The Ohio State University Wexner Medical Center, Division of Cardiovascular Medicine, Columbus.
Duke Clinical Research Institute, Duke University School of Medicine, Durham, North Carolina.
JAMA Netw Open. 2021 Jul 1;4(7):e2117963. doi: 10.1001/jamanetworkopen.2021.17963.
Randomized clinical trials (RCTs) are critical in advancing patient care, yet conducting such large-scale trials requires tremendous resources and coordination. Clinical site start-up performance metrics can provide insight into opportunities for improved trial efficiency but have not been well described.
To measure the start-up time needed to reach prespecified milestones across sites in large cardiovascular RCTs in North America and to evaluate how these metrics vary by time and type of regulatory review process.
DESIGN, SETTING, AND PARTICIPANTS: This cohort study evaluated cardiovascular RCTs conducted from July 13, 2004, to February 1, 2017. The RCTs were coordinated by a single academic research organization, the Duke Clinical Research Institute. Nine consecutive trials with completed enrollment and publication of results in their target journal were studied. Data were analyzed from December 4, 2019, to January 11, 2021.

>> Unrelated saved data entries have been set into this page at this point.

//! The academic document schema produced by the structuring step.
//!
//! Every field is optional: models routinely omit sections they could not
//! find, and a partially filled document is still worth rendering. Field
//! names serialise in camelCase (`tableOfContents`, `accessDate`) because
//! that is the shape the structuring prompt asks the model to emit.

use crate::error::StructuringError;
use serde::{Deserialize, Serialize};

/// Title used by [`StructuredDocument::fallback`].
pub const FALLBACK_TITLE: &str = "Untitled Document";
/// Author used by [`StructuredDocument::fallback`].
pub const FALLBACK_AUTHOR: &str = "Unknown Author";
/// Abstract used by [`StructuredDocument::fallback`].
pub const FALLBACK_ABSTRACT: &str = "No abstract available.";
/// Title of the single chapter in [`StructuredDocument::fallback`].
pub const FALLBACK_CHAPTER_TITLE: &str = "Content";

/// A structured academic document.
#[derive(Debug, Clone, Default, PartialEq, Serialize, Deserialize)]
#[serde(rename_all = "camelCase")]
pub struct StructuredDocument {
    #[serde(default, skip_serializing_if = "Option::is_none")]
    pub title: Option<String>,
    #[serde(default, skip_serializing_if = "Option::is_none")]
    pub author: Option<String>,
    #[serde(default, rename = "abstract", skip_serializing_if = "Option::is_none")]
    pub abstract_text: Option<String>,
    #[serde(default, skip_serializing_if = "Option::is_none")]
    pub table_of_contents: Option<Vec<String>>,
    #[serde(default, skip_serializing_if = "Option::is_none")]
    pub chapters: Option<Vec<Chapter>>,
    #[serde(default, skip_serializing_if = "Option::is_none")]
    pub references: Option<Vec<Reference>>,
    #[serde(default, skip_serializing_if = "Option::is_none")]
    pub appendices: Option<Vec<Appendix>>,
}

/// A top-level chapter.
#[derive(Debug, Clone, Default, PartialEq, Serialize, Deserialize)]
#[serde(rename_all = "camelCase")]
pub struct Chapter {
    #[serde(default, skip_serializing_if = "Option::is_none")]
    pub title: Option<String>,
    #[serde(default, skip_serializing_if = "Option::is_none")]
    pub content: Option<String>,
    #[serde(default, skip_serializing_if = "Option::is_none")]
    pub subchapters: Option<Vec<Subchapter>>,
}

/// A titled block of text nested under a [`Chapter`].
#[derive(Debug, Clone, Default, PartialEq, Serialize, Deserialize)]
pub struct Subchapter {
    #[serde(default, skip_serializing_if = "Option::is_none")]
    pub title: Option<String>,
    #[serde(default, skip_serializing_if = "Option::is_none")]
    pub content: Option<String>,
}

/// Appendices have the same shape as subchapters.
pub type Appendix = Subchapter;

/// A bibliography entry. Free text throughout; `year` is not checked to be
/// numeric.
#[derive(Debug, Clone, Default, PartialEq, Serialize, Deserialize)]
#[serde(rename_all = "camelCase")]
pub struct Reference {
    #[serde(default, skip_serializing_if = "Option::is_none")]
    pub author: Option<String>,
    #[serde(default, skip_serializing_if = "Option::is_none")]
    pub year: Option<String>,
    #[serde(default, skip_serializing_if = "Option::is_none")]
    pub title: Option<String>,
    #[serde(default, skip_serializing_if = "Option::is_none")]
    pub publisher: Option<String>,
    #[serde(default, skip_serializing_if = "Option::is_none")]
    pub url: Option<String>,
    #[serde(default, skip_serializing_if = "Option::is_none")]
    pub access_date: Option<String>,
}

impl StructuredDocument {
    /// The document substituted when the model's answer is unusable: fixed
    /// title, author and abstract, and the raw input as a single chapter.
    pub fn fallback(raw_text: &str) -> Self {
        Self {
            title: Some(FALLBACK_TITLE.to_string()),
            author: Some(FALLBACK_AUTHOR.to_string()),
            abstract_text: Some(FALLBACK_ABSTRACT.to_string()),
            chapters: Some(vec![Chapter {
                title: Some(FALLBACK_CHAPTER_TITLE.to_string()),
                content: Some(raw_text.to_string()),
                subchapters: None,
            }]),
            ..Default::default()
        }
    }

    /// Number of chapters, zero when the field is absent.
    pub fn chapter_count(&self) -> usize {
        self.chapters.as_ref().map_or(0, Vec::len)
    }

    /// Number of references, zero when the field is absent.
    pub fn reference_count(&self) -> usize {
        self.references.as_ref().map_or(0, Vec::len)
    }
}

/// Result of the structuring step: either the model's document or the
/// fallback along with the reason it was needed.
#[derive(Debug, Clone, PartialEq)]
pub enum StructuringOutcome {
    /// The model's answer parsed and matched the schema.
    Structured(StructuredDocument),
    /// The model's answer was unusable; `document` is
    /// [`StructuredDocument::fallback`] of the raw input.
    Fallback {
        document: StructuredDocument,
        reason: StructuringError,
    },
}

impl StructuringOutcome {
    /// Build the fallback outcome for `raw_text`.
    pub fn fallback(raw_text: &str, reason: StructuringError) -> Self {
        StructuringOutcome::Fallback {
            document: StructuredDocument::fallback(raw_text),
            reason,
        }
    }

    pub fn document(&self) -> &StructuredDocument {
        match self {
            StructuringOutcome::Structured(doc) => doc,
            StructuringOutcome::Fallback { document, .. } => document,
        }
    }

    pub fn into_document(self) -> StructuredDocument {
        match self {
            StructuringOutcome::Structured(doc) => doc,
            StructuringOutcome::Fallback { document, .. } => document,
        }
    }

    pub fn is_fallback(&self) -> bool {
        matches!(self, StructuringOutcome::Fallback { .. })
    }

    /// The fallback reason, if any.
    pub fn fallback_reason(&self) -> Option<&StructuringError> {
        match self {
            StructuringOutcome::Structured(_) => None,
            StructuringOutcome::Fallback { reason, .. } => Some(reason),
        }
    }
}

Year of trial enrollment initiation (2004-2007 vs 2008-2012) and use of a central vs local institutional review board (IRB).
The primary outcome was the median start-up time (from study protocol delivery to first participant enrollment) as compared by trial year and type of IRB used. The median start-up time for the top 10% of sites was also reported. Secondary outcomes included time to site regulatory approval, time to contract execution, and time to site activation.
For the 9 RCTs included, the median site start-up time shortened only slightly over time from 267 days (interquartile range [IQR], 185-358 days) for 2004-2007 trials to 237 days (IQR, 162-343 days) for 2008-2012 trials (overall median, 255 days [IQR, 177-350 days]; P < .001). For the top 10% of sites, median start-up time was 107 days (IQR, 95-121 days) for 2004-2007 trials vs 104 days (IQR, 84-118 days) for 2008-2012 trials (overall median, 106 days [IQR, 90-120 days]; P = .04). The median start-up time was shorter among sites using a central IRB (199 days [IQR, 140-292 days]) than those using a local IRB (287 days [IQR, 205-390 days]; P < .001).
This cohort study of North American research sites in large cardiovascular RCTs found a duration of nearly 9 months from the time of study protocol delivery to the first participant enrollment; this metric was only slightly shortened during the study period but was reduced to less than 4 months for top-performing sites. These findings suggest that the use of central IRBs has the potential to improve RCT efficiency.
随机临床试验 (RCT) 对推进患者护理至关重要,但进行如此大规模的试验需要巨大的资源和协调。临床站点启动性能指标可以深入了解提高试验效率的机会,但尚未得到很好的描述。
测量在北美的大型心血管 RCT 中,各站点达到预定里程碑所需的启动时间,并评估这些指标如何随时间和监管审查过程的类型而变化。
设计、设置和参与者:这项队列研究评估了 2004 年 7 月 13 日至 2017 年 2 月 1 日进行的心血管 RCT。这些 RCT 由一个名为杜克临床研究所的单一学术研究组织协调。研究了九项连续的试验,这些试验已完成入组并在其目标期刊上发表了结果。数据于 2019 年 12 月 4 日至 2021 年 1 月 11 日进行分析。
试验入组启动年份(2004-2007 年与 2008-2012 年)和使用中央与当地机构审查委员会(IRB)。
主要结果是比较试验年份和使用的 IRB 类型的中位数启动时间(从研究方案交付到第一个参与者入组)。还报告了前 10%的站点的中位数启动时间。次要结果包括站点监管批准时间、合同执行时间和站点激活时间。
在纳入的 9 项 RCT 中,站点启动时间仅略有缩短,从 2004-2007 年试验的 267 天(四分位距 [IQR],185-358 天)缩短至 2008-2012 年试验的 237 天(IQR,162-343 天)(总体中位数,255 天 [IQR,177-350 天];P < .001)。对于前 10%的站点,2004-2007 年试验的中位数启动时间为 107 天(IQR,95-121 天),而 2008-2012 年试验的中位数启动时间为 104 天(IQR,84-118 天)(总体中位数,106 天 [IQR,90-120 天];P = .04)。使用中央 IRB 的站点的中位数启动时间(199 天 [IQR,140-292 天])短于使用当地 IRB 的站点(287 天 [IQR,205-390 天];P < .001)。
这项对北美的大型心血管 RCT 研究站点的队列研究发现,从研究方案交付到第一个参与者入组的时间长达近 9 个月;在研究期间,这一指标略有缩短,但对于表现最好的站点,这一指标缩短到不到 4 个月。这些发现表明,使用中央 IRB 有可能提高 RCT 效率。